Directions for this task: Scan the entries below for "RegisterRequest" and copy each line that holds it.

Exercise material:
.....

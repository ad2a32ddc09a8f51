use clap::Subcommand;

#[derive(Subcommand, Debug, Clone, PartialEq, Eq)]
pub enum Commands {
    /// Sign in with an email address or username
    Login {
        /// Email or username
        #[arg(long)]
        login: String,

        #[arg(long)]
        password: String,
    },

    /// Create an account and sign in as it
    Register {
        #[arg(long)]
        name: String,

        #[arg(long)]
        email: String,

        /// WhatsApp-capable phone number
        #[arg(long)]
        phone: String,

        /// Account type: vendor or client
        #[arg(long, default_value = "client")]
        role: String,

        #[arg(long)]
        password: String,

        #[arg(long)]
        password_confirmation: String,
    },

    /// Sign out (always succeeds locally)
    Logout,

    /// Print the signed-in identity, or null
    Whoami,

    /// Print whether a session is active and where the landing page would send you
    Status,

    /// Resolve a page path through the route guard for the current session
    Navigate {
        /// Page path, e.g. /dashboard
        path: String,
    },

    /// Update profile fields of the signed-in account
    UpdateProfile {
        #[arg(long)]
        name: Option<String>,

        #[arg(long)]
        email: Option<String>,

        #[arg(long)]
        phone: Option<String>,

        #[arg(long)]
        whatsapp_number: Option<String>,
    },
}
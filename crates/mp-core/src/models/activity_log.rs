use crate::ActivityKind;

use chrono::{DateTime, Utc};
use serde::{Deserialize, Serialize};
use serde_json::{Map, Value};

/// One entry of a vendor's recent activity feed.
#[derive(Debug, Clone, PartialEq, Serialize, Deserialize)]
#[serde(rename_all = "camelCase")]
pub struct ActivityLog {
    pub id: String,
    #[serde(rename = "type")]
    pub kind: ActivityKind,
    #[serde(default, skip_serializing_if = "Option::is_none")]
    pub product_id: Option<String>,
    pub timestamp: DateTime<Utc>,
    #[serde(default, skip_serializing_if = "Option::is_none")]
    pub metadata: Option<Map<String, Value>>,
}
use serde::{Deserialize, Serialize};

#[derive(Debug, Clone, Copy, PartialEq, Eq, Hash, Serialize, Deserialize, Default)]
#[serde(rename_all = "snake_case")]
pub enum PaymentStatus {
    #[default]
    Pending,
    Completed,
    Failed,
}
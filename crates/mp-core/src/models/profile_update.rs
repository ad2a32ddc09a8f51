use serde::{Deserialize, Serialize};

/// Partial set of identity fields sent to `PUT /users/{id}`.
///
/// Unset fields are omitted from the request body entirely.
#[derive(Debug, Clone, Default, PartialEq, Eq, Serialize, Deserialize)]
#[serde(rename_all = "camelCase")]
pub struct ProfileUpdate {
    #[serde(skip_serializing_if = "Option::is_none")]
    pub name: Option<String>,
    #[serde(skip_serializing_if = "Option::is_none")]
    pub email: Option<String>,
    #[serde(skip_serializing_if = "Option::is_none")]
    pub phone: Option<String>,
    #[serde(skip_serializing_if = "Option::is_none")]
    pub whatsapp_number: Option<String>,
}

impl ProfileUpdate {
    pub fn name(mut self, name: impl Into<String>) -> Self {
        self.name = Some(name.into());
        self
    }

    pub fn email(mut self, email: impl Into<String>) -> Self {
        self.email = Some(email.into());
        self
    }

    pub fn phone(mut self, phone: impl Into<String>) -> Self {
        self.phone = Some(phone.into());
        self
    }

    pub fn whatsapp_number(mut self, number: impl Into<String>) -> Self {
        self.whatsapp_number = Some(number.into());
        self
    }

    /// True when no field would be sent
    pub fn is_empty(&self) -> bool {
        self.name.is_none()
            && self.email.is_none()
            && self.phone.is_none()
            && self.whatsapp_number.is_none()
    }
}
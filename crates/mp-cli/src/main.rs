//! marketplace - Marketplace account CLI
//!
//! Signs in against the marketplace API and keeps the session on disk so later
//! invocations stay signed in. Output is JSON on stdout; logs go to stderr.
//!
//! # Examples
//!
//! ```bash
//! marketplace login --login alice@x.com --password secret123 --pretty
//! marketplace status
//! marketplace update-profile --whatsapp-number "+229 97 00 00 00"
//! marketplace logout
//! ```

use mp_cli::{Cli, CliError, Result as CliResult, Runner, connect, logger};
use mp_config::Config;

use std::process::ExitCode;

use clap::Parser;
use log::error;

#[tokio::main]
async fn main() -> ExitCode {
    let cli = Cli::parse();

    match run(cli).await {
        Ok(output) => {
            println!("{output}");
            ExitCode::SUCCESS
        }
        Err(e) => {
            error!("{e}");
            eprintln!("Error: {}", e.user_message());
            ExitCode::FAILURE
        }
    }
}

async fn run(cli: Cli) -> CliResult<String> {
    let mut config = Config::load()?;

    // Explicit flag > env var > config file > default
    if let Some(server) = cli.server {
        config.api.base_url = server;
    }
    config.validate()?;

    logger::initialize(
        config.logging.level,
        config.log_file_path()?,
        config.logging.colored,
    )?;
    config.log_summary();

    let runner = Runner::new(connect(&config)?);
    let value = runner.run(cli.command).await?;

    let output = if cli.pretty {
        serde_json::to_string_pretty(&value)
    } else {
        serde_json::to_string(&value)
    };
    output.map_err(CliError::from)
}
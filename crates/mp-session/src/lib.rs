//! mp-session
//!
//! Client-side session for the marketplace REST API: restores the signed-in
//! identity from local storage, performs login/register/logout/profile
//! updates, and keeps the persisted record in step with the in-memory session.

pub mod api_client;
pub mod error;
pub mod load_result;
pub mod session;
pub mod session_client;
pub mod store;

#[cfg(test)]
mod tests;

pub use api_client::ApiClient;
pub use error::{Result, SessionError, SessionErrorKind};
pub use load_result::LoadResult;
pub use session::Session;
pub use session_client::SessionClient;
pub use store::{
    KeyValueStore, TOKEN_KEY, USER_KEY, file_store::FileStore, memory_store::MemoryStore,
};

pub use reqwest::Method;
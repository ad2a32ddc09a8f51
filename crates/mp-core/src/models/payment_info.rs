use serde::{Deserialize, Serialize};

#[derive(Debug, Clone, Copy, PartialEq, Eq, Serialize, Deserialize, Default)]
#[serde(rename_all = "snake_case")]
pub enum PaymentMethod {
    #[default]
    MobileMoney,
}

/// Mobile-money payment request for a subscription.
#[derive(Debug, Clone, PartialEq, Serialize, Deserialize)]
pub struct PaymentInfo {
    pub phone: String,
    pub amount: f64,
    #[serde(rename = "type")]
    pub method: PaymentMethod,
    pub reference: String,
}
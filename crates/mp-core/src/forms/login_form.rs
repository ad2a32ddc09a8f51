use crate::Result as CoreErrorResult;
use crate::forms::require;

/// Login tab input. `login` is an email or a username.
#[derive(Debug, Clone, Default, PartialEq, Eq)]
pub struct LoginForm {
    pub login: String,
    pub password: String,
}

impl LoginForm {
    pub fn new(login: impl Into<String>, password: impl Into<String>) -> Self {
        Self {
            login: login.into(),
            password: password.into(),
        }
    }

    pub fn validate(&self) -> CoreErrorResult<()> {
        require("login", &self.login)?;
        require("password", &self.password)?;
        Ok(())
    }
}
//! The session client: the only writer of the in-memory session and of its
//! persisted record.

use crate::api_client::RegisterRequest;
use crate::{
    ApiClient, KeyValueStore, LoadResult, Result as SessionResult, Session, SessionError,
    TOKEN_KEY, USER_KEY,
};

use mp_core::{AuthResponse, Identity, ProfileUpdate, Role};

use std::sync::{Arc, PoisonError, RwLock, RwLockReadGuard, RwLockWriteGuard};

use log::{debug, info, warn};
use reqwest::{Method, RequestBuilder};

/// Authentication state for one running application.
///
/// Construct one at startup with [`SessionClient::load`] and share it (e.g. in an
/// `Arc`) with whatever needs the current identity.
///
/// Every mutating call is all-or-nothing: on error the in-memory session and the
/// persisted record are exactly as they were before the call. Calls are not
/// serialized against each other; if two overlap, the one that finishes last
/// decides the final state.
pub struct SessionClient {
    api: ApiClient,
    store: Arc<dyn KeyValueStore>,
    session: RwLock<Option<Session>>,
    load_result: LoadResult,
}

impl SessionClient {
    /// Restore the session from `store`.
    ///
    /// A record that is partial (only one key present), not text, or whose identity
    /// does not parse is treated as signed out: both keys are removed and the reason
    /// is reported in [`LoadResult::corruption_error`].
    ///
    /// # Errors
    ///
    /// Returns an error if the store itself cannot be read.
    pub fn load(api: ApiClient, store: Arc<dyn KeyValueStore>) -> SessionResult<Self> {
        let user = Self::read_record(store.as_ref(), USER_KEY)?;
        let token = Self::read_record(store.as_ref(), TOKEN_KEY)?;

        let restored = match (user, token) {
            (Err(reason), _) | (_, Err(reason)) => Err(reason),
            (Ok(user), Ok(token)) => Self::restore(user, token),
        };

        let (session, load_result) = match restored {
            Ok(session) => {
                if let Some(session) = &session {
                    info!(
                        "Restored session: {} ({})",
                        session.identity.id, session.identity.role
                    );
                }
                let user = session.as_ref().map(|s| s.identity.clone());
                (
                    session,
                    LoadResult {
                        user,
                        corruption_error: None,
                    },
                )
            }
            Err(reason) => {
                warn!("Stored session discarded: {reason}");
                Self::clear_store(store.as_ref());
                (
                    None,
                    LoadResult {
                        user: None,
                        corruption_error: Some(reason),
                    },
                )
            }
        };

        Ok(Self {
            api,
            store,
            session: RwLock::new(session),
            load_result,
        })
    }

    /// Interpret the two stored values; `Err` carries why the record is unusable.
    fn restore(user: Option<String>, token: Option<String>) -> Result<Option<Session>, String> {
        match (user, token) {
            (None, None) => {
                info!("No stored session (signed out)");
                Ok(None)
            }
            (Some(_), None) => Err(format!("'{USER_KEY}' present without '{TOKEN_KEY}'")),
            (None, Some(_)) => Err(format!("'{TOKEN_KEY}' present without '{USER_KEY}'")),
            (Some(user), Some(token)) => match serde_json::from_str::<Identity>(&user) {
                Ok(_) if token.trim().is_empty() => Err(format!("'{TOKEN_KEY}' is empty")),
                Ok(identity) => Ok(Some(Session::new(identity, token))),
                Err(e) => Err(format!("'{USER_KEY}' is not a valid identity: {e}")),
            },
        }
    }

    /// A value that is not text counts as a corrupt record rather than a storage failure
    fn read_record(
        store: &dyn KeyValueStore,
        key: &str,
    ) -> SessionResult<Result<Option<String>, String>> {
        match store.get(key) {
            Ok(value) => Ok(Ok(value)),
            Err(SessionError::Malformed { .. }) => {
                Ok(Err(format!("'{key}' is not valid UTF-8")))
            }
            Err(e) => Err(e),
        }
    }

    pub fn load_result(&self) -> &LoadResult {
        &self.load_result
    }

    // =========================================================================
    // Reads
    // =========================================================================

    pub fn current_identity(&self) -> Option<Identity> {
        self.read().as_ref().map(|s| s.identity.clone())
    }

    pub fn is_authenticated(&self) -> bool {
        self.read().is_some()
    }

    pub fn is_vendor(&self) -> bool {
        self.read()
            .as_ref()
            .is_some_and(|s| s.identity.role == Role::Vendor)
    }

    /// `Bearer <token>` while signed in
    pub fn authorization_header(&self) -> Option<String> {
        self.read().as_ref().map(Session::authorization_header)
    }

    /// Build an API request carrying the current credential, if any.
    pub fn request(&self, method: Method, path: &str) -> RequestBuilder {
        let token = self.read().as_ref().map(|s| s.token.clone());
        self.api.request(method, path, token.as_deref())
    }

    // =========================================================================
    // Mutations
    // =========================================================================

    /// Create an account and sign in as it.
    pub async fn register(
        &self,
        name: &str,
        email: &str,
        password: &str,
        password_confirmation: &str,
        role: Role,
        phone: Option<&str>,
    ) -> SessionResult<Identity> {
        debug!("Registering {email} as {role}");

        let body = RegisterRequest {
            name,
            email,
            password,
            password_confirmation,
            role,
            phone,
        };
        let auth = self.api.register(&body).await?;

        self.sign_in(auth)
    }

    /// Sign in with an email or username.
    pub async fn login(&self, login: &str, password: &str) -> SessionResult<Identity> {
        debug!("Signing in as {login}");

        let auth = self.api.login(login, password).await?;

        self.sign_in(auth)
    }

    /// Sign out.
    ///
    /// Does nothing when no session is active. Otherwise the server is notified on a
    /// best-effort basis and the local session is cleared whatever the outcome.
    pub async fn logout(&self) {
        let Some(token) = self.read().as_ref().map(|s| s.token.clone()) else {
            debug!("Logout requested without an active session");
            return;
        };

        if let Err(e) = self.api.logout(&token).await {
            warn!("Server-side logout failed, signing out locally anyway: {e}");
        }

        *self.write() = None;
        Self::clear_store(self.store.as_ref());
        info!("Signed out");
    }

    /// Send a partial profile update; the server's answer replaces the identity.
    ///
    /// # Errors
    ///
    /// [`SessionError::Unauthenticated`] without making a request when signed out.
    pub async fn update_profile(&self, update: &ProfileUpdate) -> SessionResult<Identity> {
        let Some((id, token)) = self
            .read()
            .as_ref()
            .map(|s| (s.identity.id.clone(), s.token.clone()))
        else {
            return Err(SessionError::unauthenticated("update_profile"));
        };

        let updated = self.api.update_user(&id, update, &token).await?;

        self.persist(&updated, None)?;

        let kept = match self.write().as_mut() {
            Some(current) => {
                current.identity = updated.clone();
                true
            }
            None => false,
        };

        if !kept {
            // Signed out while the update was in flight; storage must stay empty.
            Self::clear_store(self.store.as_ref());
            warn!("Profile updated after sign-out; update not kept locally");
            return Ok(updated);
        }

        info!("Profile updated: {}", updated.id);
        Ok(updated)
    }

    // =========================================================================
    // Internals
    // =========================================================================

    fn sign_in(&self, auth: AuthResponse) -> SessionResult<Identity> {
        let AuthResponse { user, token } = auth;

        if token.trim().is_empty() {
            return Err(SessionError::from_json(serde::de::Error::custom(
                "auth response carried an empty token",
            )));
        }

        self.persist(&user, Some(&token))?;

        info!("Signed in: {} ({})", user.id, user.role);
        *self.write() = Some(Session::new(user.clone(), token));

        Ok(user)
    }

    /// Write the record; on failure put back what the current session implies.
    fn persist(&self, identity: &Identity, token: Option<&str>) -> SessionResult<()> {
        let user = serde_json::to_string(identity)?;

        let written = self.store.set(USER_KEY, &user).and_then(|()| match token {
            Some(token) => self.store.set(TOKEN_KEY, token),
            None => Ok(()),
        });

        if let Err(e) = written {
            warn!("Failed to persist session, restoring previous record: {e}");
            self.restore_store();
            return Err(e);
        }

        Ok(())
    }

    fn restore_store(&self) {
        let current = self.read().clone();

        let restored = match current {
            Some(session) => serde_json::to_string(&session.identity)
                .map_err(SessionError::from_json)
                .and_then(|user| self.store.set(USER_KEY, &user))
                .and_then(|()| self.store.set(TOKEN_KEY, &session.token)),
            None => {
                Self::clear_store(self.store.as_ref());
                Ok(())
            }
        };

        if let Err(e) = restored {
            warn!("Failed to restore previous session record: {e}");
        }
    }

    fn clear_store(store: &dyn KeyValueStore) {
        for key in [USER_KEY, TOKEN_KEY] {
            if let Err(e) = store.remove(key) {
                warn!("Failed to remove '{key}' from storage: {e}");
            }
        }
    }

    fn read(&self) -> RwLockReadGuard<'_, Option<Session>> {
        self.session.read().unwrap_or_else(PoisonError::into_inner)
    }

    fn write(&self) -> RwLockWriteGuard<'_, Option<Session>> {
        self.session.write().unwrap_or_else(PoisonError::into_inner)
    }
}
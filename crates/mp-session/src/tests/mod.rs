
pub(crate) const IDENTITY_JSON: &str = r#"{"id":"u1","email":"alice@x.com","name":"Alice","type":"client","createdAt":"2024-01-01T00:00:00Z"}"#;
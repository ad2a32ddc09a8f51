//! Vendor subscription - grants the right to list up to `max_products`.

use crate::{PaymentStatus, SubscriptionPlan};

use chrono::{DateTime, Utc};
use serde::{Deserialize, Serialize};

#[derive(Debug, Clone, PartialEq, Serialize, Deserialize)]
#[serde(rename_all = "camelCase")]
pub struct Subscription {
    pub id: String,
    pub vendor_id: String,
    #[serde(rename = "type")]
    pub plan: SubscriptionPlan,
    pub start_date: DateTime<Utc>,
    pub end_date: DateTime<Utc>,
    pub max_products: u32,
    pub price: f64,
    pub is_active: bool,
    pub payment_status: PaymentStatus,
}

impl Subscription {
    /// Active, paid for, and `now` falls inside `[start_date, end_date)`
    pub fn is_current(&self, now: DateTime<Utc>) -> bool {
        self.is_active
            && self.payment_status == PaymentStatus::Completed
            && self.start_date <= now
            && now < self.end_date
    }

    /// Whether one more product fits under the plan's quota
    pub fn allows_another_product(&self, listed: u32) -> bool {
        listed < self.max_products
    }
}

.....

Exercise answer:
use crate::api_client::RegisterRequest;
        let body = RegisterRequest {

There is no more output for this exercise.